Existence: It’s a Fact of Life

“It’s about time”. But also about that other thing.

The title of Stuart Ross’s latest poetry collection, You Exist. Details Follow. couldn’t be more self-explanatory. In each poem, Ross distills the reality of existence by cataloguing the minutiae that make it up.  He suggests that the concern with which we become occupied, accounting for the fact that we do exist, causes us to overlook the details that imbue this existence with meaning.

You exist. What follow this recognition are the details that make the statement real for each individual.

Ross’s poems are filled with such double-entendres that undo the everyday significance of stock phrases like “details follow”. There’s a poem entitled “Poem” that reads like the menu of a second-rate oriental-Italian-Indian diner. As we go through the list of generic food descriptions, we suddenly read “Help, I’m being – / 5. Lentil and potato soup.” This encounter with the unexpected is indicative of Ross’s process throughout the book; he wants to jolt us with the immediacy of a revelation at our most quotidian and complacent moments. A poem like “Poem” does this exceptionally well because it performs its meaning through the process of reading. A poem that for this reason can never be read the same way a second time.

Late” may be Ross’s variation on Harold Bloom’s theory of literary belatedness. According to Bloom, a living poet always feels himself to have arrived late in the literary tradition. For this reason, a poet is faced with the prospect of have nothing new to say because everything has already been expressed better and more completely by those who went before. In a typically wry turn, Ross conceives this sense of belatedness as the poet staying up past bedtime, after the other poets have all gone to bed. “Jim Smith’s head is on the pillow”, Ross writes, “[W]hile he sleeps / he is no better a writer than me…/ David Gilmour, he too is asleep…// and he is no better a writer / than me, not right now anyway”.

The title of the poem refers both to its temporal setting as well as to the condition of the poet as a latecomer in the tradition. Although “late”, however, the poet is validated by the idea that, though he may not be better than any of the other poets he mentions, he still has cause to write if for no other reason than that he is the only one left.

…this poem

doesn’t even have to be good

to be better than what my favourite

writers are writing right now, which is

nothing, though it’s possible that Nelson,

who is a minimalist, would contest that,

suggesting that nothing is better than this.
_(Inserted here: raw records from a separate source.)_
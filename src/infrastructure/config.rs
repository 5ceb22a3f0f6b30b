//! Configuration infrastructure
//!
//! Configuration is layered: built-in defaults, then an optional JSON file,
//! then `COURSE_HARVEST__SECTION__KEY` environment variables. Selector tables
//! and phrase lists are plain data here and are compiled by the parsing layer.

use crate::infrastructure::http_client::HttpClientConfig;
use crate::infrastructure::parsing::{PhraseConfig, SelectorConfig};
use anyhow::{Context, Result};
use config::{Config, Environment, File, FileFormat};
use serde::{Deserialize, Serialize};
use std::collections::HashMap;
use std::path::{Path, PathBuf};
use std::time::Duration;
use tokio::fs;
use tracing::info;

const ENV_PREFIX: &str = "COURSE_HARVEST";

/// Complete application configuration
#[derive(Debug, Clone, Default, Serialize, Deserialize)]
#[serde(default)]
pub struct AppConfig {
    pub harvest: HarvestConfig,
    pub scrape: ScrapeConfig,
    pub sink: SinkConfig,
    pub debug: DebugConfig,
    pub logging: LoggingConfig,
    pub selectors: SelectorConfig,
    pub phrases: PhraseConfig,
}

/// Link harvesting: category discovery and pagination
#[derive(Debug, Clone, Serialize, Deserialize)]
#[serde(default)]
pub struct HarvestConfig {
    /// Site origin used to absolutize relative links
    pub origin: String,
    /// Page listing the categories
    pub browse_url: String,
    /// Category listing URLs to harvest; discovery is skipped when non-empty
    pub categories: Vec<String>,
    /// Safety bound on pages visited per category
    pub max_pages: u32,
    pub page_delay_ms: u64,
    /// Wait after activating "next" when no reference element was captured
    pub settle_delay_ms: u64,
    pub cookie_delay_ms: u64,
    /// Bound for readiness and staleness waits
    pub wait_timeout_secs: u64,
    pub link_store_path: PathBuf,
    /// Query parameters removed during link normalization
    pub strip_params: Vec<String>,
    /// Query parameter advanced by the HTTP backend when a control has no link target
    pub page_param: Option<String>,
}

impl Default for HarvestConfig {
    fn default() -> Self {
        Self {
            origin: defaults::ORIGIN.to_string(),
            browse_url: defaults::BROWSE_URL.to_string(),
            categories: Vec::new(),
            max_pages: defaults::MAX_PAGES,
            page_delay_ms: defaults::PAGE_DELAY_MS,
            settle_delay_ms: defaults::SETTLE_DELAY_MS,
            cookie_delay_ms: defaults::COOKIE_DELAY_MS,
            wait_timeout_secs: defaults::WAIT_TIMEOUT_SECS,
            link_store_path: PathBuf::from(defaults::LINK_STORE_PATH),
            strip_params: defaults::STRIP_PARAMS.iter().map(|p| (*p).to_string()).collect(),
            page_param: Some(defaults::PAGE_PARAM.to_string()),
        }
    }
}

impl HarvestConfig {
    pub fn page_delay(&self) -> Duration {
        Duration::from_millis(self.page_delay_ms)
    }

    pub fn settle_delay(&self) -> Duration {
        Duration::from_millis(self.settle_delay_ms)
    }

    pub fn cookie_delay(&self) -> Duration {
        Duration::from_millis(self.cookie_delay_ms)
    }

    pub fn wait_timeout(&self) -> Duration {
        Duration::from_secs(self.wait_timeout_secs)
    }
}

/// Detail-page fetching and record assembly
#[derive(Debug, Clone, Serialize, Deserialize)]
#[serde(default)]
pub struct ScrapeConfig {
    /// File listing the detail URLs, normally the link store itself
    pub urls_path: PathBuf,
    pub user_agent: String,
    pub accept_language: String,
    pub request_timeout_secs: u64,
    pub request_delay_ms: u64,
    pub max_retries: u32,
    pub requests_per_second: u32,
    /// Provider reported when a page names none
    pub default_provider: String,
    /// Longest value kept in any text cell
    pub max_cell_len: usize,
}

impl Default for ScrapeConfig {
    fn default() -> Self {
        let http = HttpClientConfig::default();
        Self {
            urls_path: PathBuf::from(defaults::LINK_STORE_PATH),
            user_agent: http.user_agent,
            accept_language: http.accept_language,
            request_timeout_secs: defaults::REQUEST_TIMEOUT_SECS,
            request_delay_ms: defaults::REQUEST_DELAY_MS,
            max_retries: defaults::MAX_RETRIES,
            requests_per_second: defaults::REQUESTS_PER_SECOND,
            default_provider: defaults::DEFAULT_PROVIDER.to_string(),
            max_cell_len: defaults::MAX_CELL_LEN,
        }
    }
}

impl ScrapeConfig {
    pub fn to_http_config(&self) -> HttpClientConfig {
        HttpClientConfig {
            user_agent: self.user_agent.clone(),
            accept_language: self.accept_language.clone(),
            timeout_seconds: self.request_timeout_secs,
            max_requests_per_second: self.requests_per_second,
            max_retries: self.max_retries,
            request_delay_ms: self.request_delay_ms,
            ..HttpClientConfig::default()
        }
    }
}

/// Record sink settings
#[derive(Debug, Clone, Serialize, Deserialize)]
#[serde(default)]
pub struct SinkConfig {
    pub enabled: bool,
    pub path: PathBuf,
    pub batch_size: usize,
}

impl Default for SinkConfig {
    fn default() -> Self {
        Self {
            enabled: true,
            path: PathBuf::from(defaults::SINK_PATH),
            batch_size: defaults::BATCH_SIZE,
        }
    }
}

/// Per-page debug artifacts
#[derive(Debug, Clone, Serialize, Deserialize)]
#[serde(default)]
pub struct DebugConfig {
    pub enabled: bool,
    pub dir: PathBuf,
}

impl Default for DebugConfig {
    fn default() -> Self {
        Self {
            enabled: false,
            dir: PathBuf::from(defaults::DEBUG_DIR),
        }
    }
}

/// Logging configuration settings
#[derive(Debug, Clone, Serialize, Deserialize)]
#[serde(default)]
pub struct LoggingConfig {
    /// Log level: "error", "warn", "info", "debug", "trace"
    pub level: String,

    /// Enable JSON formatted file logs
    pub json_format: bool,

    pub console_output: bool,

    pub file_output: bool,

    /// Directory for log files; next to the executable when unset
    pub directory: Option<PathBuf>,

    /// Number of log files to keep (older files will be deleted)
    pub max_files: u32,

    /// Enable automatic log cleanup on startup
    pub auto_cleanup_logs: bool,

    /// Module-specific log level filters (e.g., "reqwest": "warn")
    pub module_filters: HashMap<String, String>,
}

impl Default for LoggingConfig {
    fn default() -> Self {
        Self {
            level: defaults::LOG_LEVEL.to_string(),
            json_format: defaults::LOG_JSON_FORMAT,
            console_output: defaults::LOG_CONSOLE_OUTPUT,
            file_output: defaults::LOG_FILE_OUTPUT,
            directory: None,
            max_files: defaults::LOG_MAX_FILES,
            auto_cleanup_logs: defaults::LOG_AUTO_CLEANUP,
            module_filters: {
                let mut filters = HashMap::new();
                filters.insert("reqwest".to_string(), "warn".to_string());
                filters.insert("hyper".to_string(), "warn".to_string());
                filters.insert("html5ever".to_string(), "error".to_string());
                filters.insert("selectors".to_string(), "error".to_string());
                filters
            },
        }
    }
}

/// Configuration manager for loading and saving the application config
pub struct ConfigManager {
    pub config_path: PathBuf,
}

impl ConfigManager {
    /// Get the application configuration directory
    pub fn get_config_dir() -> Result<PathBuf> {
        let config_dir = dirs::config_dir()
            .context("Failed to get user config directory")?
            .join("course-harvest");
        Ok(config_dir)
    }

    /// Manager for the default per-user config file
    pub fn new() -> Result<Self> {
        let config_path = Self::get_config_dir()?.join("config.json");
        Ok(Self { config_path })
    }

    /// Manager for an explicit config file
    pub fn with_path(config_path: impl Into<PathBuf>) -> Self {
        Self {
            config_path: config_path.into(),
        }
    }

    /// Load the layered configuration. A missing file is not an error.
    pub async fn load_config(&self) -> Result<AppConfig> {
        let defaults = Config::try_from(&AppConfig::default()).context("Failed to build default configuration")?;

        let settings = Config::builder()
            .add_source(defaults)
            .add_source(File::from(self.config_path.as_path()).format(FileFormat::Json).required(false))
            .add_source(
                Environment::with_prefix(ENV_PREFIX)
                    .prefix_separator("__")
                    .separator("__")
                    .list_separator(",")
                    .with_list_parse_key("harvest.categories")
                    .with_list_parse_key("harvest.strip_params")
                    .try_parsing(true),
            )
            .build()
            .with_context(|| format!("Failed to load configuration from {}", self.config_path.display()))?;

        let config: AppConfig = settings
            .try_deserialize()
            .context("Configuration has an invalid shape")?;

        if self.config_path.exists() {
            info!("Loaded configuration from: {:?}", self.config_path);
        } else {
            info!("No configuration file at {:?}, using defaults", self.config_path);
        }
        Ok(config)
    }

    /// Save configuration to file
    pub async fn save_config(&self, config: &AppConfig) -> Result<()> {
        if let Some(parent) = self.config_path.parent().filter(|p| !p.as_os_str().is_empty()) {
            fs::create_dir_all(parent)
                .await
                .context("Failed to create config directory")?;
        }

        let content = serde_json::to_string_pretty(config).context("Failed to serialize configuration")?;

        fs::write(&self.config_path, content)
            .await
            .context("Failed to write configuration file")?;

        info!("Saved configuration to: {:?}", self.config_path);
        Ok(())
    }

    /// Write the default configuration unless a file already exists
    pub async fn initialize(&self, overwrite: bool) -> Result<bool> {
        if self.config_path.exists() && !overwrite {
            info!("Configuration already exists: {:?}", self.config_path);
            return Ok(false);
        }
        self.save_config(&AppConfig::default()).await?;
        Ok(true)
    }

    pub fn config_path(&self) -> &Path {
        &self.config_path
    }
}

/// Default values shared by the config structs
pub mod defaults {
    pub const ORIGIN: &str = "https://www.coursera.org";
    pub const BROWSE_URL: &str = "https://www.coursera.org/browse";
    pub const MAX_PAGES: u32 = 500;
    pub const PAGE_DELAY_MS: u64 = 1000;
    pub const SETTLE_DELAY_MS: u64 = 2000;
    pub const COOKIE_DELAY_MS: u64 = 500;
    pub const WAIT_TIMEOUT_SECS: u64 = 20;
    pub const LINK_STORE_PATH: &str = "course_links.txt";
    pub const STRIP_PARAMS: &[&str] = &[
        "utm_source",
        "utm_medium",
        "utm_campaign",
        "utm_term",
        "utm_content",
        "trk",
    ];
    pub const PAGE_PARAM: &str = "page";

    pub const REQUEST_TIMEOUT_SECS: u64 = 25;
    pub const REQUEST_DELAY_MS: u64 = 2000;
    pub const MAX_RETRIES: u32 = 3;
    pub const REQUESTS_PER_SECOND: u32 = 2;
    pub const DEFAULT_PROVIDER: &str = "Coursera";
    pub const MAX_CELL_LEN: usize = 5000;

    pub const SINK_PATH: &str = "course_records.tsv";
    pub const BATCH_SIZE: usize = 5;
    pub const DEBUG_DIR: &str = "debug_html";

    pub const LOG_LEVEL: &str = "info";
    pub const LOG_JSON_FORMAT: bool = false;
    pub const LOG_CONSOLE_OUTPUT: bool = true;
    pub const LOG_FILE_OUTPUT: bool = true;
    pub const LOG_MAX_FILES: u32 = 5;
    pub const LOG_AUTO_CLEANUP: bool = true;
}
In Ross’s language, this “nothing” could mean both the abstract idea of Nothingness – in which case it is an improvement on anything Ross materially could have written – as well as that this poem is better than anything else that could be (or is) being written right now. Neither is mutually exclusive in Ross’s framework.

With the focus on mundane detail and idiosyncratic imagery that Ross attempts to convey comes a good deal of experimentation and surrealistic liberty.  Where this technique works, the effect is disturbing and revelatory. But in many instances Ross slips into something like a lack of method that passes for surrealism. For example, in “Clouds of the Rich”, I don’t know what to do with his “Disappointment is a spider / with empty pockets / humming under the tactile moss.” The imagery seems on the verge of making a fresh connection in the imagination but thuds disappointingly short of saying anything new.

Of course, such indiscretions are apologized for under the guise of the avant-garde. And I suppose that argument will always be circular. With that said, I love his “Cento for Alfred Purdy” and the way it eschews linear logic in favour of imagination and “the brain’s small country”. “Prayer of Defamation” is a Cummings-esque free-association prose poem that, like “Poem” mentioned above, upends the language of the day-to-day with a barely comprehensible legalese, ending in a solemn, totally decontextualized “amen”.

Ross loves dogs, trees, and poems told from the perspective of children. Leaving behind any universalist pretensions, he encounters from the perspective of the small and overlooked those things that make existence worthwhile as a daily process. The techniques he uses can falter, but his practice of linguistic experimentation is a better devise for dealing with the truly novel in a family road trip, a dog’s bark, or naptime during kindergarten than the means by which we navigate the thousand other moments when we’re not reading Ross, when we live in a world where the details of existence are taken for granted and “nothing [is] weird”.